That, reasoned Erik to himself, was because "The Cry of the Valkyries" was so unlike the little folk song that he was now singing.

ERIK SANG A LITTLE FOLK SONG

He began to pray that Greta would not ask him to sing "The Cry of the Valkyries." He knew how proud she was of his ability to learn such difficult grand opera. But oh, how he hoped she would forget it tonight!

He finished the folk song and bowed to the audience. They clapped with hearty approval.

The room was filled to overflowing. No matter how poor a family may be, at Christmas time a home is a home only if there are guests in it.

These guests had come from different provinces of Sweden. They were all very different, except in their love for and pride in their country.

The tall, fair man from Dalecarlia would have declared, in his singsong way, that his lovely, wooded province with its red log cottages was the very finest part of Sweden.

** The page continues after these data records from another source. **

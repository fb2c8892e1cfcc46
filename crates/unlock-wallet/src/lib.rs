//! Version-dispatching transaction gateway for Unlock lock contracts.

pub mod callback;
pub mod service;

pub use callback::{forward_events, with_callback};
pub use service::WalletService;

pub use unlock_wallet_adapters::{ConnectionDescriptor, RelayHost, WalletConfig, WalletProvider};
pub use unlock_wallet_core::{
    ContractVersion, CreateLockParams, GatewayError, GatewayEvent, LockSnapshot,
    PurchaseKeyParams, Transaction, TransactionStatus, TransactionType, UpdateKeyPriceParams,
    WalletInfo, WithdrawParams,
};
//! Wraps state-changing chain operations and reports their lifecycle.

use std::future::Future;

use alloy::primitives::B256;

use crate::domain::{SentTransaction, Transaction, TransactionStatus, TransactionType};
use crate::events::{EventBus, GatewayEvent};
use crate::ports::GatewayError;
use crate::state_machine::{tx_transition, TxAction};

/// What a node currently reports about a submitted transaction.
#[derive(Debug, Clone, Copy, PartialEq, Eq)]
pub enum ChainObservation {
    NotFound,
    InMempool,
    Included { block_number: u64, success: bool },
}

#[derive(Debug, Clone)]
pub struct TransactionTracker {
    events: EventBus,
}

impl TransactionTracker {
    pub fn new(events: EventBus) -> Self {
        Self { events }
    }

    /// Emits `transaction.pending` right away, then exactly one `transaction.new`
    /// once `call` yields a hash. Errors from `call` are returned untouched.
    pub async fn track<F>(&self, kind: TransactionType, call: F) -> Result<Transaction, GatewayError>
    where
        F: Future<Output = Result<SentTransaction, GatewayError>> + Send,
    {
        self.events.emit(GatewayEvent::TransactionPending(kind));

        let sent = call.await?;
        if sent.hash == B256::ZERO {
            return Err(GatewayError::InvalidResponse(
                "provider returned an empty transaction hash".to_owned(),
            ));
        }

        let transaction = Transaction {
            hash: sent.hash,
            from: sent.from,
            to: sent.to,
            data: sent.data,
            kind,
            status: TransactionStatus::Submitted,
            block_number: None,
        };
        self.events
            .emit(GatewayEvent::TransactionNew(transaction.clone()));
        Ok(transaction)
    }

    /// Moves `transaction` forward according to `observation`. Returns whether
    /// the status changed; a change emits `transaction.updated`.
    pub fn observe(
        &self,
        transaction: &mut Transaction,
        observation: ChainObservation,
    ) -> Result<bool, GatewayError> {
        if transaction.status.is_final() {
            return Ok(false);
        }

        let action = match observation {
            ChainObservation::NotFound => return Ok(false),
            ChainObservation::InMempool => {
                if transaction.status == TransactionStatus::Pending {
                    return Ok(false);
                }
                TxAction::Broadcast
            }
            ChainObservation::Included {
                block_number,
                success,
            } => {
                transaction.block_number = Some(block_number);
                if success {
                    TxAction::Mine
                } else {
                    TxAction::Fail
                }
            }
        };

        let (next, reason) = tx_transition(transaction.status, action)?;
        tracing::debug!(hash = %transaction.hash, from = ?transaction.status, to = ?next, reason, "transaction status");
        transaction.status = next;
        self.events.emit(GatewayEvent::TransactionUpdated {
            hash: transaction.hash,
            status: next,
        });
        Ok(true)
    }
}
//! 0.2 contracts add ERC-20 pricing. Token purchases carry no ether; the
//! buyer approves the lock beforehand.

use alloy::primitives::{Address, U256};
use async_trait::async_trait;

use unlock_wallet_core::{
    ContractCall, ContractVersion, CreateLockParams, GatewayError, LockOperations, LockSnapshot,
    PurchaseKeyParams, RpcSender, TransactionType, UpdateKeyPriceParams, WithdrawParams,
};

use super::reader::{read_lock, LockLayout, SupplyGetter};
use super::{contract_call, max_keys, require_amount, token_or_native};
use crate::abi::{gas, to_base_units, PublicLockV01, UnlockV02};

#[derive(Debug, Clone, Copy, Default)]
pub struct V02;

#[async_trait]
impl LockOperations for V02 {
    fn version(&self) -> ContractVersion {
        ContractVersion::V02
    }

    fn create_lock(
        &self,
        unlock: Address,
        from: Address,
        params: &CreateLockParams,
    ) -> Result<ContractCall, GatewayError> {
        let call = UnlockV02::createLockCall {
            expirationDuration: U256::from(params.expiration_duration),
            tokenAddress: token_or_native(params.currency_contract_address),
            keyPrice: to_base_units(&params.key_price, params.currency_decimals)?,
            maxNumberOfKeys: max_keys(params.max_number_of_keys),
        };
        Ok(contract_call(
            from,
            unlock,
            &call,
            gas::CREATE_LOCK,
            U256::ZERO,
            TransactionType::LockCreation,
        ))
    }

    fn purchase_key(
        &self,
        from: Address,
        params: &PurchaseKeyParams,
    ) -> Result<ContractCall, GatewayError> {
        let price = to_base_units(&params.key_price, params.currency_decimals)?;
        let value = if token_or_native(params.currency_contract_address) == Address::ZERO {
            price
        } else {
            U256::ZERO
        };
        let call = PublicLockV01::purchaseForCall {
            recipient: params.owner,
        };
        Ok(contract_call(
            from,
            params.lock,
            &call,
            gas::PURCHASE_KEY,
            value,
            TransactionType::KeyPurchase,
        ))
    }

    fn withdraw_from_lock(&self, params: &WithdrawParams) -> Result<ContractCall, GatewayError> {
        Ok(contract_call(
            params.account,
            params.lock,
            &PublicLockV01::withdrawCall {},
            gas::WITHDRAW,
            U256::ZERO,
            TransactionType::Withdrawal,
        ))
    }

    fn partial_withdraw_from_lock(
        &self,
        params: &WithdrawParams,
    ) -> Result<ContractCall, GatewayError> {
        let amount = to_base_units(
            require_amount(params.amount.as_ref())?,
            params.currency_decimals,
        )?;
        Ok(contract_call(
            params.account,
            params.lock,
            &PublicLockV01::partialWithdrawCall { amount },
            gas::PARTIAL_WITHDRAW,
            U256::ZERO,
            TransactionType::Withdrawal,
        ))
    }

    fn update_key_price(
        &self,
        params: &UpdateKeyPriceParams,
    ) -> Result<ContractCall, GatewayError> {
        let call = PublicLockV01::updateKeyPriceCall {
            keyPrice: to_base_units(&params.key_price, params.currency_decimals)?,
        };
        Ok(contract_call(
            params.account,
            params.lock,
            &call,
            gas::UPDATE_KEY_PRICE,
            U256::ZERO,
            TransactionType::UpdateKeyPrice,
        ))
    }

    async fn get_lock(
        &self,
        rpc: &dyn RpcSender,
        lock: Address,
    ) -> Result<LockSnapshot, GatewayError> {
        let layout = LockLayout {
            supply: SupplyGetter::OutstandingKeys,
            erc20: true,
            reports_version: true,
        };
        read_lock(rpc, lock, layout).await
    }
}
//! Typed lifecycle events delivered to UI-side consumers.

use alloy::primitives::{Address, B256};
use tokio::sync::broadcast;

use crate::domain::{LockSnapshot, Transaction, TransactionStatus, TransactionType, WalletInfo};
use crate::ports::GatewayError;

#[derive(Debug, Clone)]
pub enum GatewayEvent {
    AccountChanged(Address),
    NetworkChanged(u64),
    TransactionPending(TransactionType),
    TransactionNew(Transaction),
    TransactionUpdated {
        hash: B256,
        status: TransactionStatus,
    },
    LockUpdated {
        address: Address,
        snapshot: LockSnapshot,
    },
    WalletInfo(WalletInfo),
    Ready,
    Error(GatewayError),
}

impl GatewayEvent {
    pub fn name(&self) -> &'static str {
        match self {
            GatewayEvent::AccountChanged(_) => "account.changed",
            GatewayEvent::NetworkChanged(_) => "network.changed",
            GatewayEvent::TransactionPending(_) => "transaction.pending",
            GatewayEvent::TransactionNew(_) => "transaction.new",
            GatewayEvent::TransactionUpdated { .. } => "transaction.updated",
            GatewayEvent::LockUpdated { .. } => "lock.updated",
            GatewayEvent::WalletInfo(_) => "wallet.info",
            GatewayEvent::Ready => "ready",
            GatewayEvent::Error(_) => "error",
        }
    }
}

/// Outbound event channel. Subscribers never affect the sender.
#[derive(Debug, Clone)]
pub struct EventBus {
    sender: broadcast::Sender<GatewayEvent>,
}

impl EventBus {
    pub fn new(capacity: usize) -> Self {
        let (sender, _) = broadcast::channel(capacity.max(1));
        Self { sender }
    }

    pub fn subscribe(&self) -> broadcast::Receiver<GatewayEvent> {
        self.sender.subscribe()
    }

    pub fn emit(&self, event: GatewayEvent) {
        tracing::trace!(event = event.name(), "emit");
        // No subscribers is a normal state.
        let _ = self.sender.send(event);
    }
}

impl Default for EventBus {
    fn default() -> Self {
        Self::new(256)
    }
}
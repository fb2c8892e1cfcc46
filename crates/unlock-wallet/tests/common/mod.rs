#![allow(dead_code)]

use std::sync::{Arc, Mutex};

use alloy::primitives::{Address, B256, U256};
use alloy::sol_types::SolCall;
use async_trait::async_trait;
use serde_json::{json, Value};
use tokio::sync::broadcast;

use unlock_wallet::{
    ConnectionDescriptor, GatewayError, GatewayEvent, WalletConfig, WalletProvider, WalletService,
};
use unlock_wallet_adapters::abi::LockReader;
use unlock_wallet_core::{JsonRpcRequest, JsonRpcResponse};

type Handler = dyn Fn(&str, &Value) -> Result<Value, GatewayError> + Send + Sync;

/// Injected wallet backed by a closure; records every request it sees.
pub struct FakeWallet {
    handler: Box<Handler>,
    metamask: bool,
    pub requests: Mutex<Vec<JsonRpcRequest>>,
}

impl FakeWallet {
    pub fn new(
        handler: impl Fn(&str, &Value) -> Result<Value, GatewayError> + Send + Sync + 'static,
    ) -> Self {
        Self {
            handler: Box::new(handler),
            metamask: false,
            requests: Mutex::new(Vec::new()),
        }
    }

    pub fn metamask(mut self) -> Self {
        self.metamask = true;
        self
    }

    pub fn recorded(&self) -> Vec<JsonRpcRequest> {
        self.requests.lock().expect("requests lock").clone()
    }

    pub fn sent(&self, method: &str) -> Vec<Value> {
        self.recorded()
            .into_iter()
            .filter(|r| r.method == method)
            .map(|r| r.params)
            .collect()
    }
}

#[async_trait]
impl WalletProvider for FakeWallet {
    async fn request(&self, request: JsonRpcRequest) -> Result<JsonRpcResponse, GatewayError> {
        self.requests
            .lock()
            .expect("requests lock")
            .push(request.clone());
        let result = (self.handler)(&request.method, &request.params)?;
        match result.get("__error") {
            Some(error) => Ok(JsonRpcResponse::failure(request.id, error.clone())),
            None => Ok(JsonRpcResponse::success(request.id, result)),
        }
    }

    fn is_metamask(&self) -> bool {
        self.metamask
    }
}

/// Handler result that makes [`FakeWallet`] answer with an `error` field.
pub fn rpc_error(code: i64, message: &str) -> Value {
    json!({ "__error": { "code": code, "message": message } })
}

pub fn account() -> Address {
    "0xAaAdEED4c0B861cB36f4cE006a9C90BA2E43fdc2"
        .parse()
        .expect("valid account")
}

pub fn lock_address() -> Address {
    "0x000000000000000000000000000000000000BEEF"
        .parse()
        .expect("valid lock address")
}

pub fn tx_hash() -> B256 {
    B256::repeat_byte(0xab)
}

fn selector<C: SolCall>() -> String {
    format!("0x{}", alloy::hex::encode(C::SELECTOR))
}

fn word(value: U256) -> Value {
    json!(format!("0x{}", alloy::hex::encode(value.to_be_bytes::<32>())))
}

/// Answers the calls every connected node sees, plus reads of a pre-versioning
/// lock at [`lock_address`]. Returns `None` for anything else.
pub fn node_basics(method: &str, params: &Value) -> Option<Value> {
    match method {
        "net_version" => Some(json!("1984")),
        "eth_accounts" => Some(json!([account().to_string().to_lowercase()])),
        "eth_getCode" => Some(json!("0xdeadbeef")),
        "eth_blockNumber" => Some(json!("0x2a")),
        "eth_getBalance" => Some(json!("0x6a94d74f430000")),
        "eth_call" => {
            let data = params[0]["data"].as_str().unwrap_or_default();
            if data.starts_with(&selector::<LockReader::publicLockVersionCall>()) {
                Some(rpc_error(-32000, "execution reverted"))
            } else if data.starts_with(&selector::<LockReader::keyPriceCall>()) {
                Some(word(U256::from(10_000_000_000_000_000u64)))
            } else if data.starts_with(&selector::<LockReader::expirationDurationCall>()) {
                Some(word(U256::from(86_400u64)))
            } else if data.starts_with(&selector::<LockReader::maxNumberOfKeysCall>()) {
                Some(word(U256::from(10u64)))
            } else if data.starts_with(&selector::<LockReader::ownerCall>()) {
                Some(json!(format!(
                    "0x{}{}",
                    "00".repeat(12),
                    alloy::hex::encode(account().as_slice())
                )))
            } else if data.starts_with(&selector::<LockReader::outstandingKeysCall>()) {
                Some(word(U256::from(2u64)))
            } else {
                None
            }
        }
        _ => None,
    }
}

pub fn unexpected(method: &str) -> GatewayError {
    GatewayError::Validation(format!("unexpected method {method}"))
}

pub async fn connected_service(wallet: Arc<FakeWallet>) -> WalletService {
    let mut service = WalletService::new(WalletConfig::default());
    service
        .connect(ConnectionDescriptor::Direct(wallet))
        .await
        .expect("connect");
    service
}

pub fn drain(rx: &mut broadcast::Receiver<GatewayEvent>) -> Vec<GatewayEvent> {
    let mut events = Vec::new();
    while let Ok(event) = rx.try_recv() {
        events.push(event);
    }
    events
}

pub fn names(events: &[GatewayEvent]) -> Vec<&'static str> {
    events.iter().map(GatewayEvent::name).collect()
}
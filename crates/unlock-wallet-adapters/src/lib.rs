pub mod abi;
pub mod config;
pub mod provider;
pub mod relay;
pub mod rpc;
pub mod signing;
pub mod versions;

pub use config::{RuntimeProfile, WalletConfig};
pub use provider::{ConnectionDescriptor, ProviderAdapter, WalletProvider};
pub use relay::{
    relay_channel, validate_method_call, RelayChannel, RelayHost, RelayMessage, RelayReply,
    RelayRequest, WALLET_INFO_METHOD,
};
pub use rpc::HttpTransport;
pub use signing::SigningFacade;
pub use versions::{operations, VersionRegistry};
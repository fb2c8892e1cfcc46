use crate::domain::TransactionStatus;
use crate::ports::GatewayError;

#[derive(Debug, Clone, Copy, PartialEq, Eq)]
pub enum TxAction {
    /// Node reports the transaction in its mempool.
    Broadcast,
    /// Receipt with a success status.
    Mine,
    /// Receipt with a failure status, or the node dropped it.
    Fail,
}

pub fn tx_transition(
    from: TransactionStatus,
    action: TxAction,
) -> Result<(TransactionStatus, &'static str), GatewayError> {
    use TransactionStatus::*;
    let next = match (from, action) {
        (Submitted, TxAction::Broadcast) => (Pending, "seen_in_mempool"),
        (Submitted, TxAction::Mine) | (Pending, TxAction::Mine) => (Mined, "receipt_success"),
        (Submitted, TxAction::Fail) | (Pending, TxAction::Fail) => (Failed, "receipt_failure"),
        _ => {
            return Err(GatewayError::Validation(format!(
                "illegal tx transition: {from:?} via {action:?}"
            )))
        }
    };
    Ok(next)
}

/// Lifecycle of one dispatched provider call.
#[derive(Debug, Clone, Copy, PartialEq, Eq)]
pub enum CallState {
    Created,
    Sent,
    Succeeded,
    Failed,
}

#[derive(Debug, Clone, Copy, PartialEq, Eq)]
pub enum CallAction {
    Send,
    Succeed,
    Fail,
}

pub fn call_transition(from: CallState, action: CallAction) -> Result<CallState, GatewayError> {
    match (from, action) {
        (CallState::Created, CallAction::Send) => Ok(CallState::Sent),
        (CallState::Sent, CallAction::Succeed) => Ok(CallState::Succeeded),
        (CallState::Sent, CallAction::Fail) => Ok(CallState::Failed),
        _ => Err(GatewayError::Validation(format!(
            "illegal call transition: {from:?} via {action:?}"
        ))),
    }
}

But the lady sitting beside him would have disagreed. For she came from picturesque Värmland (vĕrm´länd), a province of noted writers and inventors.

The short, dark-skinned man was a Lapp. He hailed from the icy northland, where the mountains are always wrapped in snow, where the sun goes to bed in the winter and does not get up for twelve long weeks. In summer, the sun refuses to go to bed at all, and for seven weeks the land is in constant sunlight.